Non, "_ni une, ni deux_" est une expression idiomatique qui signifie "_immédiatement / sans hésiter_". Ça n'a rien à voir avec le nombre de coups de poings.
Voyez aussi cette discussion :
ne faire ni une ni deux


----------



## Piotr Ivanovitch

Cette expression lexicalisée découle d'une autre formule, « je compte jusqu'à trois ! », qui prévient (menace ?) qu'il va y avoir une réponse fâcheuse pour l'interlocuteur. Ainsi, « ne faire ni une ni deux » marque une répartie immédiate et désagréable (voire violente, comme dans ton exemple).

Elle s'utilise également dans un autre contexte, celui d'une prise de décision immédiate, instantanée. On la rencontre dans des situations ou le locuteur pourrait également compter jusqu'à trois (« à la une, à la deux, à la trois !... ») avant de s'engager dans une action difficile ou courageuse (p. ex. sauter dans l'eau glacée...).
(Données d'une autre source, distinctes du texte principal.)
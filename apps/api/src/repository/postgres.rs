use async_trait::async_trait;
use chrono::{DateTime, Utc};
use serde_json::Value;
use sqlx::{FromRow, PgExecutor, PgPool, Postgres, Transaction};
use uuid::Uuid;

use crate::models::context::{ContextRule, Flag, Subflag};
use crate::models::entities::{
    Event, NewEvent, NewReminder, NewShoppingItem, NewShoppingList, NewTask, Reminder,
    ShoppingItem, ShoppingList, Task,
};
use crate::models::inbox::{AiSuggestion, InboxItem, NewAiSuggestion, NewInboxItem};
use crate::models::user::UserProfile;
use crate::repository::{
    ContextRepository, InboxFilter, InboxRepository, ListOptions, Page, StoreError,
    TxRepositories, TxRunner,
};

/// PostgreSQL-backed store. Implements every repository seam over one pool.
#[derive(Clone)]
pub struct PgStore {
    pool: PgPool,
}

impl PgStore {
    pub fn new(pool: PgPool) -> Self {
        Self { pool }
    }
}

/// Repositories bound to an open transaction. Dropped without `commit` means
/// rolled back.
pub struct PgTx {
    tx: Transaction<'static, Postgres>,
}

// Enum columns are TEXT; rows are decoded as strings and parsed afterwards.

#[derive(FromRow)]
struct InboxItemRecord {
    id: Uuid,
    user_id: Uuid,
    source: String,
    raw_text: String,
    raw_media_url: Option<String>,
    status: String,
    last_error: Option<String>,
    created_at: DateTime<Utc>,
    updated_at: DateTime<Utc>,
}

impl TryFrom<InboxItemRecord> for InboxItem {
    type Error = StoreError;

    fn try_from(row: InboxItemRecord) -> Result<Self, Self::Error> {
        Ok(InboxItem {
            id: row.id,
            user_id: row.user_id,
            source: row
                .source
                .parse()
                .map_err(|e| StoreError::Decode(format!("inbox_items.source: {e}")))?,
            raw_text: row.raw_text,
            raw_media_url: row.raw_media_url,
            status: row
                .status
                .parse()
                .map_err(|e| StoreError::Decode(format!("inbox_items.status: {e}")))?,
            last_error: row.last_error,
            created_at: row.created_at,
            updated_at: row.updated_at,
        })
    }
}

#[derive(FromRow)]
struct SuggestionRecord {
    id: Uuid,
    user_id: Uuid,
    inbox_item_id: Uuid,
    #[sqlx(rename = "type")]
    kind: String,
    title: String,
    confidence: Option<f64>,
    flag_id: Option<Uuid>,
    subflag_id: Option<Uuid>,
    needs_review: bool,
    payload_json: Value,
    created_at: DateTime<Utc>,
}

impl TryFrom<SuggestionRecord> for AiSuggestion {
    type Error = StoreError;

    fn try_from(row: SuggestionRecord) -> Result<Self, Self::Error> {
        Ok(AiSuggestion {
            id: row.id,
            user_id: row.user_id,
            inbox_item_id: row.inbox_item_id,
            kind: row
                .kind
                .parse()
                .map_err(|e| StoreError::Decode(format!("ai_suggestions.type: {e}")))?,
            title: row.title,
            confidence: row.confidence,
            flag_id: row.flag_id,
            subflag_id: row.subflag_id,
            needs_review: row.needs_review,
            payload: row.payload_json,
            created_at: row.created_at,
        })
    }
}

async fn update_inbox_item<'e>(
    executor: impl PgExecutor<'e>,
    item: &InboxItem,
) -> Result<InboxItem, StoreError> {
    let row: Option<InboxItemRecord> = sqlx::query_as(
        r#"
        UPDATE inbox_items
        SET source = $1, raw_text = $2, raw_media_url = $3, status = $4, last_error = $5,
            updated_at = now()
        WHERE id = $6 AND user_id = $7
        RETURNING id, user_id, source, raw_text, raw_media_url, status, last_error,
                  created_at, updated_at
        "#,
    )
    .bind(item.source.as_str())
    .bind(&item.raw_text)
    .bind(&item.raw_media_url)
    .bind(item.status.as_str())
    .bind(&item.last_error)
    .bind(item.id)
    .bind(item.user_id)
    .fetch_optional(executor)
    .await?;

    row.ok_or(StoreError::NotFound)?.try_into()
}

#[async_trait]
impl ContextRepository for PgStore {
    async fn get_profile(&self, user_id: Uuid) -> Result<UserProfile, StoreError> {
        sqlx::query_as::<_, UserProfile>("SELECT id, locale, timezone FROM users WHERE id = $1")
            .bind(user_id)
            .fetch_optional(&self.pool)
            .await?
            .ok_or(StoreError::NotFound)
    }

    async fn get_flag(&self, user_id: Uuid, id: Uuid) -> Result<Flag, StoreError> {
        sqlx::query_as::<_, Flag>(
            "SELECT id, user_id, name, sort_order, created_at FROM flags WHERE id = $1 AND user_id = $2",
        )
        .bind(id)
        .bind(user_id)
        .fetch_optional(&self.pool)
        .await?
        .ok_or(StoreError::NotFound)
    }

    async fn get_subflag(&self, user_id: Uuid, id: Uuid) -> Result<Subflag, StoreError> {
        sqlx::query_as::<_, Subflag>(
            r#"
            SELECT id, user_id, flag_id, name, sort_order, created_at
            FROM subflags
            WHERE id = $1 AND user_id = $2
            "#,
        )
        .bind(id)
        .bind(user_id)
        .fetch_optional(&self.pool)
        .await?
        .ok_or(StoreError::NotFound)
    }

    async fn list_flags(
        &self,
        user_id: Uuid,
        opts: &ListOptions,
    ) -> Result<Page<Flag>, StoreError> {
        let (limit, offset) = opts.limit_offset()?;
        let flags = sqlx::query_as::<_, Flag>(
            r#"
            SELECT id, user_id, name, sort_order, created_at
            FROM flags
            WHERE user_id = $1
            ORDER BY sort_order ASC, created_at ASC
            LIMIT $2 OFFSET $3
            "#,
        )
        .bind(user_id)
        .bind(limit)
        .bind(offset)
        .fetch_all(&self.pool)
        .await?;
        Ok(Page::from_offset(flags, offset, limit))
    }

    async fn list_subflags(
        &self,
        user_id: Uuid,
        flag_id: Uuid,
        opts: &ListOptions,
    ) -> Result<Page<Subflag>, StoreError> {
        let (limit, offset) = opts.limit_offset()?;
        let subflags = sqlx::query_as::<_, Subflag>(
            r#"
            SELECT id, user_id, flag_id, name, sort_order, created_at
            FROM subflags
            WHERE user_id = $1 AND flag_id = $2
            ORDER BY sort_order ASC, created_at ASC
            LIMIT $3 OFFSET $4
            "#,
        )
        .bind(user_id)
        .bind(flag_id)
        .bind(limit)
        .bind(offset)
        .fetch_all(&self.pool)
        .await?;
        Ok(Page::from_offset(subflags, offset, limit))
    }

    async fn list_context_rules(
        &self,
        user_id: Uuid,
        opts: &ListOptions,
    ) -> Result<Page<ContextRule>, StoreError> {
        let (limit, offset) = opts.limit_offset()?;
        let rules = sqlx::query_as::<_, ContextRule>(
            r#"
            SELECT id, user_id, keyword, flag_id, subflag_id, created_at
            FROM context_rules
            WHERE user_id = $1
            ORDER BY created_at ASC, id ASC
            LIMIT $2 OFFSET $3
            "#,
        )
        .bind(user_id)
        .bind(limit)
        .bind(offset)
        .fetch_all(&self.pool)
        .await?;
        Ok(Page::from_offset(rules, offset, limit))
    }
}

#[async_trait]
impl InboxRepository for PgStore {
    async fn create_item(&self, item: NewInboxItem) -> Result<InboxItem, StoreError> {
        let row: InboxItemRecord = sqlx::query_as(
            r#"
            INSERT INTO inbox_items (id, user_id, source, raw_text, raw_media_url, status)
            VALUES ($1, $2, $3, $4, $5, 'NEW')
            RETURNING id, user_id, source, raw_text, raw_media_url, status, last_error,
                      created_at, updated_at
            "#,
        )
        .bind(Uuid::new_v4())
        .bind(item.user_id)
        .bind(item.source.as_str())
        .bind(&item.raw_text)
        .bind(&item.raw_media_url)
        .fetch_one(&self.pool)
        .await?;
        row.try_into()
    }

    async fn get_item(&self, user_id: Uuid, id: Uuid) -> Result<InboxItem, StoreError> {
        let row: Option<InboxItemRecord> = sqlx::query_as(
            r#"
            SELECT id, user_id, source, raw_text, raw_media_url, status, last_error,
                   created_at, updated_at
            FROM inbox_items
            WHERE id = $1 AND user_id = $2
            "#,
        )
        .bind(id)
        .bind(user_id)
        .fetch_optional(&self.pool)
        .await?;
        row.ok_or(StoreError::NotFound)?.try_into()
    }

    async fn update_item(&self, item: &InboxItem) -> Result<InboxItem, StoreError> {
        update_inbox_item(&self.pool, item).await
    }

    async fn list_items(
        &self,
        user_id: Uuid,
        filter: &InboxFilter,
        opts: &ListOptions,
    ) -> Result<Page<InboxItem>, StoreError> {
        let (limit, offset) = opts.limit_offset()?;
        let rows: Vec<InboxItemRecord> = sqlx::query_as(
            r#"
            SELECT id, user_id, source, raw_text, raw_media_url, status, last_error,
                   created_at, updated_at
            FROM inbox_items
            WHERE user_id = $1
              AND ($2::text IS NULL OR status = $2)
              AND ($3::text IS NULL OR source = $3)
            ORDER BY created_at DESC, id DESC
            LIMIT $4 OFFSET $5
            "#,
        )
        .bind(user_id)
        .bind(filter.status.map(|s| s.as_str()))
        .bind(filter.source.map(|s| s.as_str()))
        .bind(limit)
        .bind(offset)
        .fetch_all(&self.pool)
        .await?;

        let items = rows
            .into_iter()
            .map(InboxItem::try_from)
            .collect::<Result<Vec<_>, _>>()?;
        Ok(Page::from_offset(items, offset, limit))
    }

    async fn latest_suggestion(
        &self,
        user_id: Uuid,
        inbox_item_id: Uuid,
    ) -> Result<Option<AiSuggestion>, StoreError> {
        let row: Option<SuggestionRecord> = sqlx::query_as(
            r#"
            SELECT id, user_id, inbox_item_id, type, title, confidence, flag_id, subflag_id,
                   needs_review, payload_json, created_at
            FROM ai_suggestions
            WHERE user_id = $1 AND inbox_item_id = $2
            ORDER BY created_at DESC
            LIMIT 1
            "#,
        )
        .bind(user_id)
        .bind(inbox_item_id)
        .fetch_optional(&self.pool)
        .await?;
        row.map(AiSuggestion::try_from).transpose()
    }
}

#[async_trait]
impl TxRunner for PgStore {
    async fn begin(&self) -> Result<Box<dyn TxRepositories>, StoreError> {
        let tx = self.pool.begin().await?;
        Ok(Box::new(PgTx { tx }))
    }
}

#[async_trait]
impl TxRepositories for PgTx {
    async fn create_suggestion(
        &mut self,
        suggestion: NewAiSuggestion,
    ) -> Result<AiSuggestion, StoreError> {
        let row: SuggestionRecord = sqlx::query_as(
            r#"
            INSERT INTO ai_suggestions
                (id, user_id, inbox_item_id, type, title, confidence, flag_id, subflag_id,
                 needs_review, payload_json)
            VALUES ($1, $2, $3, $4, $5, $6, $7, $8, $9, $10)
            RETURNING id, user_id, inbox_item_id, type, title, confidence, flag_id, subflag_id,
                      needs_review, payload_json, created_at
            "#,
        )
        .bind(Uuid::new_v4())
        .bind(suggestion.user_id)
        .bind(suggestion.inbox_item_id)
        .bind(suggestion.kind.as_str())
        .bind(&suggestion.title)
        .bind(suggestion.confidence)
        .bind(suggestion.flag_id)
        .bind(suggestion.subflag_id)
        .bind(suggestion.needs_review)
        .bind(&suggestion.payload)
        .fetch_one(&mut *self.tx)
        .await?;
        row.try_into()
    }

    async fn update_item(&mut self, item: &InboxItem) -> Result<InboxItem, StoreError> {
        update_inbox_item(&mut *self.tx, item).await
    }

    async fn create_task(&mut self, task: NewTask) -> Result<Task, StoreError> {
        Ok(sqlx::query_as::<_, Task>(
            r#"
            INSERT INTO tasks (id, user_id, title, due_at, flag_id, subflag_id, source_inbox_item_id)
            VALUES ($1, $2, $3, $4, $5, $6, $7)
            RETURNING id, user_id, title, due_at, flag_id, subflag_id, source_inbox_item_id,
                      created_at
            "#,
        )
        .bind(Uuid::new_v4())
        .bind(task.user_id)
        .bind(&task.title)
        .bind(task.due_at)
        .bind(task.context.flag_id)
        .bind(task.context.subflag_id)
        .bind(task.source_inbox_item_id)
        .fetch_one(&mut *self.tx)
        .await?)
    }

    async fn create_reminder(&mut self, reminder: NewReminder) -> Result<Reminder, StoreError> {
        Ok(sqlx::query_as::<_, Reminder>(
            r#"
            INSERT INTO reminders
                (id, user_id, title, remind_at, flag_id, subflag_id, source_inbox_item_id)
            VALUES ($1, $2, $3, $4, $5, $6, $7)
            RETURNING id, user_id, title, remind_at, flag_id, subflag_id, source_inbox_item_id,
                      created_at
            "#,
        )
        .bind(Uuid::new_v4())
        .bind(reminder.user_id)
        .bind(&reminder.title)
        .bind(reminder.remind_at)
        .bind(reminder.context.flag_id)
        .bind(reminder.context.subflag_id)
        .bind(reminder.source_inbox_item_id)
        .fetch_one(&mut *self.tx)
        .await?)
    }

    async fn create_event(&mut self, event: NewEvent) -> Result<Event, StoreError> {
        Ok(sqlx::query_as::<_, Event>(
            r#"
            INSERT INTO events
                (id, user_id, title, start_at, end_at, all_day, flag_id, subflag_id,
                 source_inbox_item_id)
            VALUES ($1, $2, $3, $4, $5, $6, $7, $8, $9)
            RETURNING id, user_id, title, start_at, end_at, all_day, flag_id, subflag_id,
                      source_inbox_item_id, created_at
            "#,
        )
        .bind(Uuid::new_v4())
        .bind(event.user_id)
        .bind(&event.title)
        .bind(event.start_at)
        .bind(event.end_at)
        .bind(event.all_day)
        .bind(event.context.flag_id)
        .bind(event.context.subflag_id)
        .bind(event.source_inbox_item_id)
        .fetch_one(&mut *self.tx)
        .await?)
    }

    async fn create_shopping_list(
        &mut self,
        list: NewShoppingList,
    ) -> Result<ShoppingList, StoreError> {
        Ok(sqlx::query_as::<_, ShoppingList>(
            r#"
            INSERT INTO shopping_lists
                (id, user_id, title, flag_id, subflag_id, source_inbox_item_id)
            VALUES ($1, $2, $3, $4, $5, $6)
            RETURNING id, user_id, title, flag_id, subflag_id, source_inbox_item_id, created_at
            "#,
        )
        .bind(Uuid::new_v4())
        .bind(list.user_id)
        .bind(&list.title)
        .bind(list.context.flag_id)
        .bind(list.context.subflag_id)
        .bind(list.source_inbox_item_id)
        .fetch_one(&mut *self.tx)
        .await?)
    }

    async fn create_shopping_item(
        &mut self,
        item: NewShoppingItem,
    ) -> Result<ShoppingItem, StoreError> {
        Ok(sqlx::query_as::<_, ShoppingItem>(
            r#"
            INSERT INTO shopping_items
                (id, user_id, list_id, title, quantity, checked, sort_order)
            VALUES ($1, $2, $3, $4, $5, false, $6)
            RETURNING id, user_id, list_id, title, quantity, checked, sort_order, created_at
            "#,
        )
        .bind(Uuid::new_v4())
        .bind(item.user_id)
        .bind(item.list_id)
        .bind(&item.title)
        .bind(&item.quantity)
        .bind(item.sort_order)
        .fetch_one(&mut *self.tx)
        .await?)
    }

    async fn commit(self: Box<Self>) -> Result<(), StoreError> {
        self.tx.commit().await?;
        Ok(())
    }
}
Dans un cas comme dans l'autre, elle a le même sens de « immédiatement / sans hésiter » donné par Yendred.


----------



## Little Star

C'est intéressent. Merci!


----------



## Bezoard

L'expression se rencontre aussi sous la forme_ "Ni *d'*une, ni *de *deux"_.


----------



## Charlie Parker

Je suis tombé sur cette expression dans _Le père Goriot _de Balsac : "Oh ! oh ! je n'en ai fait ni une ni deux,..." Je comprends que le père Goriot a agi immédiatement sans réfléchir, mais je ne comprends pas le _en. _Qu'est-ce que le pronom apporte au sens?


----------



## OLN

en : de cela
Je pense que si Balzac ne précise pas de quoi,  il s'agit d'un "_en_ explétif" qui n'apporte rien au sens.


----------



## Maître Capello

Le _en_ ne s'analyse plus précisément de nos jours, faisant partie d'une expression idiomatique, mais il vient en fait du tour vieilli _faire de qqch_ qui signifiait _s'occuper de qqch_.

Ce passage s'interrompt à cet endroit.